L’invasion russe qui fait des ravages en Ukraine n’est pas étrangère à l’augmentation du budget de la défense annoncé cette semaine. Les dictateurs du monde ne devraient jamais tenir notre politesse pour du pacifisme, a déclaré la ministre Freeland. Nous savons que la liberté n’est pas gratuite, et que c’est notre empressement à lutter pour elle qui garantira la paix.
Les investissements de 8 milliards de dollars annoncés doivent aider le Canada à se conformer aux exigences de l’OTAN, soutenir la cybersécurité, améliorer la collecte de renseignements critiques et poursuivre la modernisation du Commandement de la défense aérospatiale de l’Amérique du Nord (ou NORAD).
Le quartier général de la section canadienne du
NORAD est situé à Winnipeg, sous l’autorité du commandant de la 1re Division aérienne du Canada.Selon la directrice du Centre d’études sur la défense et la sécurité de l’Université du Manitoba, Andrea Charron, le budget Freeland ne se traduira pas en investissements rapides dans les infrastructures ou les emplois au
NORAD.D’abord, dit-elle, le Canada doit renforcer sa capacité à surveiller une grande étendue de l’Arctique, où l’observation des mouvements des navires et des avions russes est devenue plus critique.

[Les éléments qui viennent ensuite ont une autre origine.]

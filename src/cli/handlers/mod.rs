//! Command handlers for the CLI.

mod config;
mod export;
mod init;
mod list;
mod new;
mod search;
mod serve;
mod view_edit;

pub use config::{handle_get_config, handle_set_config};
pub use export::handle_export;
pub use init::handle_init;
pub use list::{handle_browse, handle_history};
pub use new::handle_new;
pub use search::{handle_search, handle_word_cloud};
pub use serve::handle_serve_web;
pub use view_edit::{handle_edit, handle_view};

use anyhow::{bail, Context, Result};
use clap::CommandFactory;
use std::path::Path;

use crate::cli::{Cli, CompletionsArgs};
use crate::domain::NoteRev;
use crate::store::Repository;

// ===========================================
// Shared Utilities
// ===========================================

/// Opens the nest file, resolving its location from the global `--nest` flag
/// or the default lookup. Fails if no nest file exists yet.
pub(crate) fn open_repository(nest: Option<&Path>) -> Result<Repository> {
    if let Some(path) = nest
        && !path.exists()
    {
        bail!(
            "no nest file found at {}; run 'nst init' first",
            path.display()
        );
    }

    let Some(path) = Repository::resolve_path(nest) else {
        bail!("no nest file found; run 'nst init' first");
    };

    tracing::debug!(path = %path.display(), "opening nest");
    Repository::open(&path).with_context(|| format!("failed to open nest at {}", path.display()))
}

/// Resolves the note a command operates on: an explicit id, or the
/// top-ranked full-text match for a query.
pub(crate) fn resolve_target(
    repo: &Repository,
    id: Option<i64>,
    search: Option<&str>,
) -> Result<NoteRev> {
    if let Some(id) = id {
        let id = crate::domain::NoteId::new(id);
        return Ok(repo.current_revision(id)?);
    }

    if let Some(query) = search {
        let hits = repo.search(query)?;
        let Some(best) = hits.first() else {
            bail!("no notes match '{query}'");
        };
        return Ok(best.resolve(repo)?);
    }

    bail!("provide --id or --search to pick a note");
}

/// Handler for the `completions` command.
pub fn handle_completions(args: &CompletionsArgs) -> Result<()> {
    let mut cmd = Cli::command();
    clap_complete::generate(args.shell, &mut cmd, "nst", &mut std::io::stdout());
    Ok(())
}
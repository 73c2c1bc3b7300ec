//! CLI command definitions and handlers

pub mod handlers;
pub mod output;

use clap::{Parser, Subcommand};
use clap_complete::Shell;
use std::path::PathBuf;

use output::OutputFormat;

/// nst - content-addressed notes with full revision history
#[derive(Parser, Debug)]
#[command(name = "nst", version, about, long_about = None)]
pub struct Cli {
    /// Path to the nest file (overrides the default lookup)
    #[arg(long, global = true)]
    pub nest: Option<PathBuf>,

    #[command(subcommand)]
    pub command: Command,
}

#[derive(Subcommand, Debug)]
pub enum Command {
    /// Initialize a new nest file
    Init(InitArgs),

    /// Create a new note
    New(NewArgs),

    /// Edit a note's current revision in your editor
    Edit(EditArgs),

    /// Show a note's current revision rendered for the terminal
    View(ViewArgs),

    /// List notes, most recently modified first
    #[command(alias = "ls")]
    Browse(BrowseArgs),

    /// Show a note's full revision history
    History(HistoryArgs),

    /// Full-text search across current revisions
    Search(SearchArgs),

    /// Get a config value, or list all of them
    GetConfig(GetConfigArgs),

    /// Set a config value
    SetConfig(SetConfigArgs),

    /// Export all notes as one markdown document
    Export(ExportArgs),

    /// Serve a read-only web viewer
    ServeWeb(ServeWebArgs),

    /// Show term frequencies, or the notes containing one term
    WordCloud(WordCloudArgs),

    /// Generate shell completions
    Completions(CompletionsArgs),
}

/// Arguments for the `init` command
#[derive(Parser, Debug)]
pub struct InitArgs {
    /// Where to create the nest file (default: ~/.notebook.nest)
    #[arg(long)]
    pub path: Option<PathBuf>,
}

/// Arguments for the `new` command
#[derive(Parser, Debug)]
pub struct NewArgs {
    /// Note content; skips the external editor
    #[arg(short, long)]
    pub message: Option<String>,
}

/// Arguments for the `edit` command
#[derive(Parser, Debug)]
pub struct EditArgs {
    /// Note id to edit
    #[arg(long, conflicts_with = "search")]
    pub id: Option<i64>,

    /// Edit the top-ranked note matching this query
    #[arg(long)]
    pub search: Option<String>,
}

/// Arguments for the `view` command
#[derive(Parser, Debug)]
pub struct ViewArgs {
    /// Note id to view
    #[arg(long, conflicts_with = "search")]
    pub id: Option<i64>,

    /// View the top-ranked note matching this query
    #[arg(long)]
    pub search: Option<String>,
}

/// Arguments for the `browse` (ls) command
#[derive(Parser, Debug)]
pub struct BrowseArgs {
    /// Output format
    #[arg(short = 'f', long, value_enum, default_value_t = OutputFormat::Human)]
    pub format: OutputFormat,
}

/// Arguments for the `history` command
#[derive(Parser, Debug)]
pub struct HistoryArgs {
    /// Note id
    #[arg(long)]
    pub id: i64,

    /// Output format
    #[arg(short = 'f', long, value_enum, default_value_t = OutputFormat::Human)]
    pub format: OutputFormat,
}

/// Arguments for the `search` command
#[derive(Parser, Debug)]
pub struct SearchArgs {
    /// Search query (FTS5 syntax)
    pub query: String,

    /// Output format
    #[arg(short = 'f', long, value_enum, default_value_t = OutputFormat::Human)]
    pub format: OutputFormat,
}

/// Arguments for the `get-config` command
#[derive(Parser, Debug)]
pub struct GetConfigArgs {
    /// Config key to read; omit to list all keys and values
    #[arg(long)]
    pub key: Option<String>,
}

/// Arguments for the `set-config` command
#[derive(Parser, Debug)]
pub struct SetConfigArgs {
    /// Config key to change
    #[arg(long)]
    pub key: String,

    /// New value
    #[arg(long)]
    pub value: String,
}

/// Arguments for the `export` command
#[derive(Parser, Debug)]
pub struct ExportArgs {
    /// Output file (stdout if not specified)
    #[arg(short, long)]
    pub output: Option<PathBuf>,
}

/// Arguments for the `serve-web` command
#[derive(Parser, Debug)]
pub struct ServeWebArgs {
    /// Address to bind
    #[arg(long, default_value = "127.0.0.1:3000")]
    pub addr: String,
}

/// Arguments for the `word-cloud` command
#[derive(Parser, Debug)]
pub struct WordCloudArgs {
    /// Show the notes containing this term instead of the term table
    #[arg(long)]
    pub term: Option<String>,

    /// Output format
    #[arg(short = 'f', long, value_enum, default_value_t = OutputFormat::Human)]
    pub format: OutputFormat,
}

/// Arguments for the `completions` command
#[derive(Parser, Debug)]
pub struct CompletionsArgs {
    /// Shell to generate completions for (bash, zsh, fish)
    #[arg(value_enum)]
    pub shell: Shell,
}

Selon la professeure, le simple fait que le gouvernement fédéral investira davantage dans la défense traditionnelle et dans la cybersécurité est en soi remarquable, étant donné la façon dont le Canada a diminué ses dépenses dans la défense nationale au cours des dernières décennies.
La plupart des budgets des différents gouvernements à Ottawa ont comporté des compressions au budget de la défense parce que c’est une des enveloppes les mieux garnies
, dit-elle en notant qu’il a été difficile pour tous les gouvernements de maintenir des dépenses dans ce secteur.
Elle rappelle que Brian Mulroney avait proposé l’achat de 12 sous-marins nucléaires en 1987, mais que la pertinence de cette dépense est bien vite disparue, avec l’effondrement du rideau de fer en 1989.
Puis, au cours des années 1990, le Canada a perçu son armée comme une force globale de maintien de la paix, tandis que ses investissements dans la défense diminuaient.
Ensuite est venue la guerre de 20 ans en Afghanistan, avec ses objectifs vagues et ses résultats désastreux.
Mais depuis l’invasion de l’Ukraine par la Russie, il est fort probable que les Canadiens ne voient plus leur armée comme une simple force de police à déployer outremer, ou comme une force à mettre à l’œuvre en cas de désastre naturel.
Il y a toujours un équilibre à atteindre entre la défense du Canada et de l’Amérique du Nord et le déploiement d’aide à l’étranger, note Andrea Charron, et on assiste parfois à des sortes de revirements d’intérêt.
« Nous sommes sans aucun doute dans un de ces virages en ce qui concerne la sécurité intérieure, parce qu’on se rend compte, en ce moment, que l’Amérique du Nord est vulnérable. »
Cette affirmation n’est pas exagérée quand on sait que des cyberattaques de nations hostiles situées de l’autre côté du globe peuvent paralyser des secteurs essentiels de la société.
Mais même sur le plan conventionnel, la capacité du Canada à affirmer sa souveraineté sur son immense archipel arctique est discutable.
Ainsi, la Russie dispose de six brise-glace propulsés par l’énergie nucléaire et capables de broyer l’épaisse couche de glace de l’Arctique tout en avançant.
La garde côtière canadienne opère quant à elle des brise-glace fonctionnant au diesel, qui ne sont pas aussi rapides et ne peuvent aller aussi loin.
Miser sur les communautés pour renforcer la sécurité
Mais il y a plus d’une façon d’assurer la sécurité de l’Arctique. Depuis longtemps, les Inuit demandent à Ottawa d’examiner cet enjeu autrement que d’un seul point de vue militaire.
Il est vital que les gens de l’Arctique, et en particulier les peuples autochtones, soient inclus, affirme Andrea Charron. La meilleure défense de l’Arctique, ce sont des communautés en santé, viables et durables. Et donc chaque fois qu’on investit dans des infrastructures pour améliorer les capacités de l’armée, il faut se demander si elles peuvent aussi être utiles aux communautés.
Par exemple, s’il faut étendre une piste d’atterrissage pour l’armée, assurons-nous qu’elle puisse être utile pour les vols commerciaux et l’approvisionnement en biens des communautés locales.